▸ **Exercise**:
Which lines of the data below hold "destination"? Copy each of them.

----------------------------------------

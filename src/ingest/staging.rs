//! Temporary upload files and their promotion into the public upload directory.
//!
//! Files land in a staging directory that is never served. A [`StagedUploads`]
//! guard owns every staged path for one request and deletes each of them
//! exactly once, either explicitly through [`StagedUploads::discard_all`] or
//! from `Drop` when the request future is abandoned.

use super::{IngestError, UploadField};
use crate::config::Config;
use std::io;
use std::path::{Path, PathBuf};
use tokio::fs;
use tokio::io::AsyncWriteExt;
use tracing::debug;
use uuid::Uuid;

pub const PUBLIC_PREFIX: &str = "/uploads";

#[derive(Debug, Clone, Copy, PartialEq, Eq)]
pub struct UploadLimits {
    pub max_file_bytes: u64,
    pub max_files: usize,
}

impl UploadLimits {
    pub fn from_config(config: &Config) -> Self {
        Self {
            max_file_bytes: config.max_upload_bytes,
            max_files: config.max_upload_files,
        }
    }
}

#[derive(Debug, Clone, PartialEq, Eq)]
pub struct UploadedFile {
    pub field: UploadField,
    pub stored_path: PathBuf,
    pub original_name: String,
    pub mime_type: Option<String>,
    pub size: u64,
}

#[derive(Debug)]
pub struct StagedUploads {
    files: Vec<UploadedFile>,
    max_files: usize,
}

impl StagedUploads {
    pub fn new(limits: UploadLimits) -> Self {
        Self {
            files: Vec::new(),
            max_files: limits.max_files,
        }
    }

    #[cfg(test)]
    pub fn files(&self) -> &[UploadedFile] {
        &self.files
    }

    #[cfg(test)]
    pub fn is_empty(&self) -> bool {
        self.files.is_empty()
    }

    pub fn count(&self, field: UploadField) -> usize {
        self.files.iter().filter(|file| file.field == field).count()
    }

    pub fn get(&self, field: UploadField) -> Option<&UploadedFile> {
        self.files.iter().find(|file| file.field == field)
    }

    fn track(&mut self, file: UploadedFile) -> Result<(), IngestError> {
        if self.files.len() >= self.max_files {
            return Err(IngestError::validation(
                file.field.name(),
                format!("at most {} files per request", self.max_files),
            ));
        }
        self.files.push(file);
        Ok(())
    }

    fn record_size(&mut self, path: &Path, size: u64) {
        if let Some(file) = self.files.iter_mut().find(|file| file.stored_path == path) {
            file.size = size;
        }
    }

    /// Moves the staged file for `field` to `destination`. The guard stops
    /// tracking it, so later cleanup never touches the promoted copy.
    pub async fn promote(
        &mut self,
        field: UploadField,
        destination: &Path,
    ) -> io::Result<Option<UploadedFile>> {
        let Some(index) = self.files.iter().position(|file| file.field == field) else {
            return Ok(None);
        };

        move_file(&self.files[index].stored_path, destination).await?;
        let mut file = self.files.remove(index);
        file.stored_path = destination.to_path_buf();
        Ok(Some(file))
    }

    /// Deletes every staged file still tracked and returns the failures.
    pub async fn discard_all(&mut self) -> Vec<(PathBuf, io::Error)> {
        let mut failures = Vec::new();

        while let Some(file) = self.files.pop() {
            match fs::remove_file(&file.stored_path).await {
                Ok(()) => debug!(path = %file.stored_path.display(), "staged upload removed"),
                Err(error) if error.kind() == io::ErrorKind::NotFound => {}
                Err(error) => failures.push((file.stored_path, error)),
            }
        }

        failures
    }
}

impl Drop for StagedUploads {
    fn drop(&mut self) {
        for file in self.files.drain(..) {
            let _ = std::fs::remove_file(&file.stored_path);
        }
    }
}

/// Writes one staged file chunk by chunk, enforcing the per-file limit.
pub struct StagedWriter {
    file: fs::File,
    path: PathBuf,
    field: UploadField,
    written: u64,
    limit: u64,
}

impl StagedWriter {
    pub async fn write_chunk(&mut self, chunk: &[u8]) -> Result<(), IngestError> {
        self.written = self.written.saturating_add(chunk.len() as u64);
        if self.written > self.limit {
            return Err(IngestError::TooLarge {
                field: self.field.name().to_string(),
                limit: self.limit,
            });
        }
        self.file.write_all(chunk).await?;
        Ok(())
    }

    pub async fn finish(mut self, uploads: &mut StagedUploads) -> Result<u64, IngestError> {
        self.file.flush().await?;
        uploads.record_size(&self.path, self.written);
        Ok(self.written)
    }
}

#[derive(Debug, Clone)]
pub struct UploadStore {
    public_dir: PathBuf,
    staging_dir: PathBuf,
    limits: UploadLimits,
}

impl UploadStore {
    pub fn new(public_dir: PathBuf, staging_dir: PathBuf, limits: UploadLimits) -> Self {
        Self {
            public_dir,
            staging_dir,
            limits,
        }
    }

    pub fn from_config(config: &Config) -> Self {
        Self::new(
            config.upload_dir.clone(),
            config.staging_dir.clone(),
            UploadLimits::from_config(config),
        )
    }

    pub fn limits(&self) -> UploadLimits {
        self.limits
    }

    pub fn public_dir(&self) -> &Path {
        &self.public_dir
    }

    #[cfg(test)]
    pub fn staging_dir(&self) -> &Path {
        &self.staging_dir
    }

    pub fn begin(&self) -> StagedUploads {
        StagedUploads::new(self.limits)
    }

    pub async fn prepare(&self) -> io::Result<()> {
        fs::create_dir_all(&self.public_dir).await?;
        fs::create_dir_all(&self.staging_dir).await
    }

    fn staging_path(&self) -> PathBuf {
        self.staging_dir.join(format!("{}.part", Uuid::new_v4().simple()))
    }

    /// Opens a new staged file. It is tracked before the first byte is
    /// written so a failed write still gets cleaned up.
    pub async fn open(
        &self,
        uploads: &mut StagedUploads,
        field: UploadField,
        original_name: &str,
        mime_type: Option<&str>,
    ) -> Result<StagedWriter, IngestError> {
        let path = self.staging_path();
        uploads.track(UploadedFile {
            field,
            stored_path: path.clone(),
            original_name: original_name.to_string(),
            mime_type: mime_type.map(str::to_string),
            size: 0,
        })?;

        fs::create_dir_all(&self.staging_dir).await?;
        let file = fs::File::create(&path).await?;

        Ok(StagedWriter {
            file,
            path,
            field,
            written: 0,
            limit: self.limits.max_file_bytes,
        })
    }

    pub async fn stage_bytes(
        &self,
        uploads: &mut StagedUploads,
        field: UploadField,
        original_name: &str,
        mime_type: Option<&str>,
        bytes: &[u8],
    ) -> Result<u64, IngestError> {
        let mut writer = self.open(uploads, field, original_name, mime_type).await?;
        writer.write_chunk(bytes).await?;
        writer.finish(uploads).await
    }

    /// Stages a copy of a local file, guessing its MIME type from the name.
    pub async fn stage_file(
        &self,
        uploads: &mut StagedUploads,
        field: UploadField,
        source: &Path,
    ) -> Result<u64, IngestError> {
        let original_name = source
            .file_name()
            .map(|name| name.to_string_lossy().to_string())
            .unwrap_or_default();
        let mime_type = mime_guess::from_path(source).first_raw();

        let size = fs::metadata(source).await?.len();
        if size > self.limits.max_file_bytes {
            return Err(IngestError::TooLarge {
                field: field.name().to_string(),
                limit: self.limits.max_file_bytes,
            });
        }

        let bytes = fs::read(source).await?;
        self.stage_bytes(uploads, field, &original_name, mime_type, &bytes)
            .await
    }

    pub fn persisted_path(&self, file_name: &str) -> PathBuf {
        self.public_dir.join(file_name)
    }

    pub fn public_url(&self, file_name: &str) -> String {
        format!("{PUBLIC_PREFIX}/{file_name}")
    }

    pub async fn remove_persisted(&self, path: &Path) -> io::Result<()> {
        match fs::remove_file(path).await {
            Err(error) if error.kind() != io::ErrorKind::NotFound => Err(error),
            _ => Ok(()),
        }
    }
}

async fn move_file(source: &Path, destination: &Path) -> io::Result<()> {
    if let Some(parent) = destination.parent() {
        fs::create_dir_all(parent).await?;
    }

    if fs::rename(source, destination).await.is_ok() {
        return Ok(());
    }

    // Staging and public dirs may sit on different filesystems.
    fs::copy(source, destination).await?;
    fs::remove_file(source).await
}

#[cfg(test)]
mod tests {
    use super::{UploadLimits, UploadStore};
    use crate::ingest::{IngestError, UploadField};
    use tempfile::TempDir;

    fn store(dir: &TempDir, max_file_bytes: u64) -> UploadStore {
        UploadStore::new(
            dir.path().join("uploads"),
            dir.path().join("staging"),
            UploadLimits {
                max_file_bytes,
                max_files: 2,
            },
        )
    }

    fn entries(path: &std::path::Path) -> usize {
        std::fs::read_dir(path).map(|dir| dir.count()).unwrap_or(0)
    }

    #[tokio::test]
    async fn discard_removes_each_file_once() {
        let dir = TempDir::new().expect("tempdir");
        let store = store(&dir, 1024);
        let mut uploads = store.begin();

        store
            .stage_bytes(&mut uploads, UploadField::Markdown, "a.md", None, b"# A")
            .await
            .expect("stage md");
        assert_eq!(entries(store.staging_dir()), 1);

        assert!(uploads.discard_all().await.is_empty());
        assert!(uploads.discard_all().await.is_empty());
        assert!(uploads.is_empty());
        assert_eq!(entries(store.staging_dir()), 0);
    }

    #[tokio::test]
    async fn dropping_the_guard_cleans_up() {
        let dir = TempDir::new().expect("tempdir");
        let store = store(&dir, 1024);

        {
            let mut uploads = store.begin();
            store
                .stage_bytes(&mut uploads, UploadField::Image, "c.png", None, b"png")
                .await
                .expect("stage image");
        }

        assert_eq!(entries(store.staging_dir()), 0);
    }

    #[tokio::test]
    async fn oversized_chunk_is_rejected_and_still_tracked() {
        let dir = TempDir::new().expect("tempdir");
        let store = store(&dir, 4);
        let mut uploads = store.begin();

        let result = store
            .stage_bytes(&mut uploads, UploadField::Markdown, "a.md", None, b"too long")
            .await;

        assert!(matches!(result, Err(IngestError::TooLarge { limit: 4, .. })));
        assert_eq!(uploads.files().len(), 1);
        uploads.discard_all().await;
        assert_eq!(entries(store.staging_dir()), 0);
    }

    #[tokio::test]
    async fn file_count_is_capped() {
        let dir = TempDir::new().expect("tempdir");
        let store = store(&dir, 1024);
        let mut uploads = store.begin();

        for name in ["a.md", "b.png"] {
            store
                .stage_bytes(&mut uploads, UploadField::Markdown, name, None, b"x")
                .await
                .expect("stage");
        }
        let third = store
            .stage_bytes(&mut uploads, UploadField::Image, "c.png", None, b"x")
            .await;

        assert!(matches!(third, Err(IngestError::Validation { .. })));
        assert_eq!(entries(store.staging_dir()), 2);
    }

    #[tokio::test]
    async fn promoted_file_leaves_the_guard() {
        let dir = TempDir::new().expect("tempdir");
        let store = store(&dir, 1024);
        let mut uploads = store.begin();
        store
            .stage_bytes(&mut uploads, UploadField::Image, "c.png", None, b"png")
            .await
            .expect("stage image");

        let destination = store.persisted_path("c-1-1.png");
        let promoted = uploads
            .promote(UploadField::Image, &destination)
            .await
            .expect("promote")
            .expect("image staged");
        drop(uploads);

        assert_eq!(promoted.stored_path, destination);
        assert_eq!(promoted.size, 3);
        assert!(destination.exists());
        assert_eq!(store.public_url("c-1-1.png"), "/uploads/c-1-1.png");
    }
}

----------------------------------------

▸ **Task output**:
    /// Moves the staged file for `field` to `destination`. The guard stops
        destination: &Path,
        move_file(&self.files[index].stored_path, destination).await?;
        file.stored_path = destination.to_path_buf();
async fn move_file(source: &Path, destination: &Path) -> io::Result<()> {
    if let Some(parent) = destination.parent() {
    if fs::rename(source, destination).await.is_ok() {
    fs::copy(source, destination).await?;
        let destination = store.persisted_path("c-1-1.png");
            .promote(UploadField::Image, &destination)
        assert_eq!(promoted.stored_path, destination);
        assert!(destination.exists());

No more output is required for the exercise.